→ **What the task asks**:
Find the string "false" in the records. Copy each line that has it.

[Collected data entries]
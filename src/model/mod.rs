// PBS record models.
// Each record declares its schema explicitly; field order here is the order
// keys are written back to disk.

pub mod items;
pub mod moves;
pub mod species;
pub mod types;

pub use items::ItemInfo;
pub use moves::MoveInfo;
pub use species::{BaseStats, EvYield, EvolutionConditionInfo, LevelUpMoveInfo, SpeciesInfo};
pub use types::TypeInfo;

use schema::{BattleUse, DamageCategory, FieldUse};

crate::impl_pbs_enum!(DamageCategory, FieldUse, BattleUse);
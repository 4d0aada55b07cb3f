#[cfg(test)]
mod tests {
    use crate::model::{ItemInfo, SpeciesInfo, TypeInfo};
    use crate::tests::common::{written, TestRecord, SEPARATOR};
    use crate::{compile_pbs_entries, write_pbs, write_pbs_with, PbsRecord, PbsSettings};
    use pretty_assertions::assert_eq;
    use schema::{Name, Text};

    fn write_text<R: PbsRecord>(records: &[R]) -> String {
        let mut output = Vec::new();
        write_pbs(records, &mut output).unwrap();
        String::from_utf8(output).unwrap()
    }

    #[test]
    fn test_default_record_writes_only_its_header() {
        let record = TestRecord {
            id: Name::new("EMPTY"),
            ..TestRecord::default()
        };
        assert_eq!(write_text(&[record]), written(&format!("{SEPARATOR}[EMPTY]\n")));
    }

    #[test]
    fn test_non_empty_default_collections_are_written() {
        let species = SpeciesInfo {
            id: Name::new("MISSINGNO"),
            ..SpeciesInfo::default()
        };
        assert_eq!(
            write_text(&[species]),
            written(&format!(
                "{SEPARATOR}[MISSINGNO]\nTypes = NORMAL\nEggGroups = Undiscovered\n"
            ))
        );
    }

    #[test]
    fn test_missing_keys_keep_defaults() {
        let input = "[PLAIN]\n";
        let types = compile_pbs_entries::<TypeInfo>(input.as_bytes()).unwrap();
        assert_eq!(
            types,
            vec![TypeInfo {
                id: Name::new("PLAIN"),
                ..TypeInfo::default()
            }]
        );

        let items = compile_pbs_entries::<ItemInfo>(input.as_bytes()).unwrap();
        assert_eq!(items[0].bp_price, 1);
        assert_eq!(items[0].sell_price, None);
        assert_eq!(items[0].description, Text::invariant("???"));
    }

    #[test]
    fn test_value_equal_to_default_is_not_written() {
        let input = "[NORMAL]\nName = Unnamed\nIconPosition = 0\nIsSpecialType = false\n";
        let types = compile_pbs_entries::<TypeInfo>(input.as_bytes()).unwrap();

        // The localized name read from the file differs from the invariant default.
        assert_eq!(
            write_text(&types),
            written(&format!("{SEPARATOR}[NORMAL]\nName = Unnamed\n"))
        );
    }

    #[test]
    fn test_custom_header_and_separator() {
        let settings = PbsSettings {
            header_comment: "# Types".to_string(),
            section_separator: "#====".to_string(),
            ..PbsSettings::default()
        };
        let record = TypeInfo {
            id: Name::new("FIRE"),
            ..TypeInfo::default()
        };

        let mut output = Vec::new();
        write_pbs_with(&[record], &mut output, &settings).unwrap();
        assert_eq!(String::from_utf8(output).unwrap(), "# Types\n#====\n[FIRE]\n");
    }

    #[test]
    fn test_empty_record_list_writes_header_only() {
        assert_eq!(write_text::<TypeInfo>(&[]), written(""));
    }
}
#[cfg(test)]
pub mod common;

#[cfg(test)]
mod test_round_trip;

#[cfg(test)]
mod test_default_suppression;


#[cfg(test)]
mod test_type_records;





#[cfg(test)]
mod test_schema;
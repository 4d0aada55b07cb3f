// PBS Schema - Shared game data value types
// This crate contains the identifier, tag and text types that game data
// records are built from, plus the hard-coded enums those records reference.
// The compiler crate treats all of them as opaque values.

// Re-export the main types
pub use gameplay_tags::*;
pub use item_types::*;
pub use move_types::*;
pub use name::*;
pub use text::*;

pub mod gameplay_tags;
pub mod item_types;
pub mod move_types;
pub mod name;
pub mod text;
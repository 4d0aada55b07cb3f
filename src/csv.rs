//! Splitting and joining the comma separated cells of one PBS value.
//!
//! Quoting follows RFC 4180 with `\` as the escape character inside quoted
//! cells. Cells are never trimmed.

const DELIMITER: char = ',';
const QUOTE: char = '"';
const ESCAPE: char = '\\';

/// Split one line into its cells. Empty or whitespace-only input has no cells.
pub fn split_csv_line(line: &str) -> Vec<String> {
    if line.trim().is_empty() {
        return Vec::new();
    }

    let mut cells = Vec::new();
    let mut cell = String::new();
    let mut in_quotes = false;
    let mut chars = line.chars();

    while let Some(c) = chars.next() {
        if in_quotes {
            match c {
                ESCAPE => {
                    if let Some(escaped) = chars.next() {
                        cell.push(escaped);
                    }
                }
                QUOTE => in_quotes = false,
                _ => cell.push(c),
            }
        } else {
            match c {
                DELIMITER => cells.push(std::mem::take(&mut cell)),
                QUOTE if cell.is_empty() => in_quotes = true,
                _ => cell.push(c),
            }
        }
    }
    cells.push(cell);
    cells
}

/// Join cells so that [`split_csv_line`] gives them back unchanged
pub fn join_csv_line<S: AsRef<str>>(cells: &[S]) -> String {
    cells
        .iter()
        .map(|cell| quote_cell(cell.as_ref()))
        .collect::<Vec<_>>()
        .join(",")
}

fn quote_cell(cell: &str) -> String {
    let needs_quotes = cell.contains([DELIMITER, QUOTE, ESCAPE])
        || cell.starts_with(char::is_whitespace)
        || cell.ends_with(char::is_whitespace);
    if !needs_quotes {
        return cell.to_string();
    }

    let mut quoted = String::with_capacity(cell.len() + 2);
    quoted.push(QUOTE);
    for c in cell.chars() {
        if c == QUOTE || c == ESCAPE {
            quoted.push(ESCAPE);
        }
        quoted.push(c);
    }
    quoted.push(QUOTE);
    quoted
}

#[cfg(test)]
mod tests {
    use super::*;
    use pretty_assertions::assert_eq;
    use rstest::rstest;

    #[rstest]
    #[case("GRASS,POISON", vec!["GRASS", "POISON"])]
    #[case("A,,C,", vec!["A", "", "C", ""])]
    #[case("\"Hello, world\",2", vec!["Hello, world", "2"])]
    #[case(r#""say \"hi\"",x"#, vec![r#"say "hi""#, "x"])]
    #[case(r#""back\\slash""#, vec![r"back\slash"])]
    #[case(r#""a""b""#, vec![r#"a"b""#])]
    #[case(" padded ,x", vec![" padded ", "x"])]
    fn test_split_csv_line(#[case] line: &str, #[case] expected: Vec<&str>) {
        assert_eq!(split_csv_line(line), expected);
    }

    #[test]
    fn test_blank_line_has_no_cells() {
        assert!(split_csv_line("").is_empty());
        assert!(split_csv_line("   ").is_empty());
    }

    #[test]
    fn test_join_quotes_only_when_needed() {
        let cells = vec![
            "PLAIN".to_string(),
            "with, comma".to_string(),
            "a \"quote\"".to_string(),
            " lead".to_string(),
            String::new(),
        ];
        let line = join_csv_line(&cells);
        assert_eq!(line, r#"PLAIN,"with, comma","a \"quote\""," lead","#);
        assert_eq!(split_csv_line(&line), cells);
    }
}
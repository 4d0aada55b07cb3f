#[cfg(test)]
mod tests {
    use crate::model::TypeInfo;
    use crate::tests::common::{tag, written, SEPARATOR};
    use crate::{compile_pbs_entries, compile_pbs_file, write_pbs};
    use pretty_assertions::assert_eq;
    use schema::{Name, Text};

    const TYPES: &str = "\
[NORMAL]
Name = Normal
Weaknesses = FIGHTING
Immunities = GHOST
#-------------------------------
[FIRE]
Name = Fire
IconPosition = 10
IsSpecialType = true
Weaknesses = WATER,GROUND,ROCK
Resistances = FIRE,GRASS,ICE,BUG,STEEL,FAIRY
";

    #[test]
    fn test_fire_type_writes_exact_text() {
        let fire = TypeInfo {
            id: Name::new("FIRE"),
            name: Text::localized("PokemonTypes", "FIRE_DisplayName", "Fire"),
            is_special_type: true,
            weaknesses: vec![tag("Data.Type.WATER"), tag("Data.Type.GROUND")],
            ..TypeInfo::default()
        };

        let mut output = Vec::new();
        write_pbs(&[fire], &mut output).unwrap();
        assert_eq!(
            String::from_utf8(output).unwrap(),
            "# See the documentation on the wiki to learn how to edit this file.\n\
             #-------------------------------\n\
             [FIRE]\n\
             Name = Fire\n\
             IsSpecialType = true\n\
             Weaknesses = WATER,GROUND\n"
        );
    }

    #[test]
    fn test_types_file_compiles() {
        let types = compile_pbs_file::<TypeInfo>(TYPES.as_bytes()).unwrap();
        let fire = &types["FIRE"];

        assert_eq!(fire.id, Name::new("FIRE"));
        assert_eq!(fire.row_index, 1);
        assert_eq!(
            fire.name,
            Text::localized("PokemonTypes", "FIRE_DisplayName", "Fire")
        );
        assert_eq!(fire.icon_position, 10);
        assert!(fire.is_special_type);
        assert!(!fire.is_pseudo_type);
        assert_eq!(fire.weaknesses.len(), 3);
        assert_eq!(fire.weaknesses[2], tag("Data.Type.ROCK"));
        assert_eq!(fire.resistances.len(), 6);

        let normal = &types["NORMAL"];
        assert_eq!(normal.row_index, 0);
        assert_eq!(normal.immunities, vec![tag("Data.Type.GHOST")]);
    }

    #[test]
    fn test_types_file_round_trips() {
        let types = compile_pbs_entries::<TypeInfo>(TYPES.as_bytes()).unwrap();
        let mut output = Vec::new();
        write_pbs(&types, &mut output).unwrap();
        assert_eq!(
            String::from_utf8(output).unwrap(),
            written(&format!("{SEPARATOR}{TYPES}"))
        );
    }

    #[test]
    fn test_id_key_is_ignored_in_favour_of_section_name() {
        let input = "[DRAGON]\nID = DARK\nName = Dragon\n";
        let types = compile_pbs_entries::<TypeInfo>(input.as_bytes()).unwrap();
        assert_eq!(types[0].id, Name::new("DRAGON"));
    }

    #[test]
    fn test_type_flags_use_separator() {
        let input = "[QMARKS]\nIsPseudoType = yes\nFlags = Hidden_Type,NoStab\n";
        let types = compile_pbs_entries::<TypeInfo>(input.as_bytes()).unwrap();
        let flags = &types[0].flags;
        assert!(types[0].is_pseudo_type);
        assert!(flags.has_tag_exact(&tag("Data.Type.Flag.Hidden.Type")));
        assert!(flags.has_tag_exact(&tag("Data.Type.Flag.NoStab")));

        let mut output = Vec::new();
        write_pbs(&types, &mut output).unwrap();
        let text = String::from_utf8(output).unwrap();
        assert!(text.ends_with("IsPseudoType = true\nFlags = Hidden_Type,NoStab\n"));
    }

    #[test]
    fn test_blank_tag_list_reads_empty() {
        let input = "[EMPTY]\nFlags = \n";
        let types = compile_pbs_entries::<TypeInfo>(input.as_bytes()).unwrap();
        assert!(types[0].flags.is_empty());
    }
}
use crate::errors::PbsResult;
use serde::{Deserialize, Serialize};
use std::fs;
use std::path::Path;

/// How repeated `Key = value` lines of a `KeyRepeat` field are collected
#[derive(Debug, Clone, Copy, Default, PartialEq, Eq, Serialize, Deserialize)]
pub enum KeyRepeatPolicy {
    /// Every occurrence adds an element
    #[default]
    KeepAll,
    /// The first occurrence only opens the collection and its value is
    /// dropped. Matches files produced for older tooling.
    DiscardFirst,
}

/// Settings shared by the section parser and the record writer
#[derive(Debug, Clone, PartialEq, Eq, Serialize, Deserialize)]
#[serde(default)]
pub struct PbsSettings {
    /// First line of every written file
    pub header_comment: String,
    /// Line written before every section
    pub section_separator: String,
    pub key_repeat: KeyRepeatPolicy,
}

impl Default for PbsSettings {
    fn default() -> Self {
        PbsSettings {
            header_comment: "# See the documentation on the wiki to learn how to edit this file."
                .to_string(),
            section_separator: "#-------------------------------".to_string(),
            key_repeat: KeyRepeatPolicy::KeepAll,
        }
    }
}

impl PbsSettings {
    pub fn from_ron_str(content: &str) -> PbsResult<Self> {
        Ok(ron::from_str(content)?)
    }

    /// Load settings from a RON file. Missing entries keep their defaults.
    pub fn load(path: &Path) -> PbsResult<Self> {
        let content = fs::read_to_string(path)?;
        Self::from_ron_str(&content)
    }
}

#[cfg(test)]
mod tests {
    use super::*;
    use pretty_assertions::assert_eq;

    #[test]
    fn test_partial_settings_keep_defaults() {
        let settings = PbsSettings::from_ron_str("(key_repeat: DiscardFirst)").unwrap();
        assert_eq!(settings.key_repeat, KeyRepeatPolicy::DiscardFirst);
        assert_eq!(settings.header_comment, PbsSettings::default().header_comment);
    }

    #[test]
    fn test_invalid_settings_are_rejected() {
        assert!(PbsSettings::from_ron_str("(key_repeat: Sometimes)").is_err());
    }
}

→ **Your response**:
        let input = "[NORMAL]\nName = Unnamed\nIconPosition = 0\nIsSpecialType = false\n";
    let mut in_quotes = false;
                QUOTE => in_quotes = false,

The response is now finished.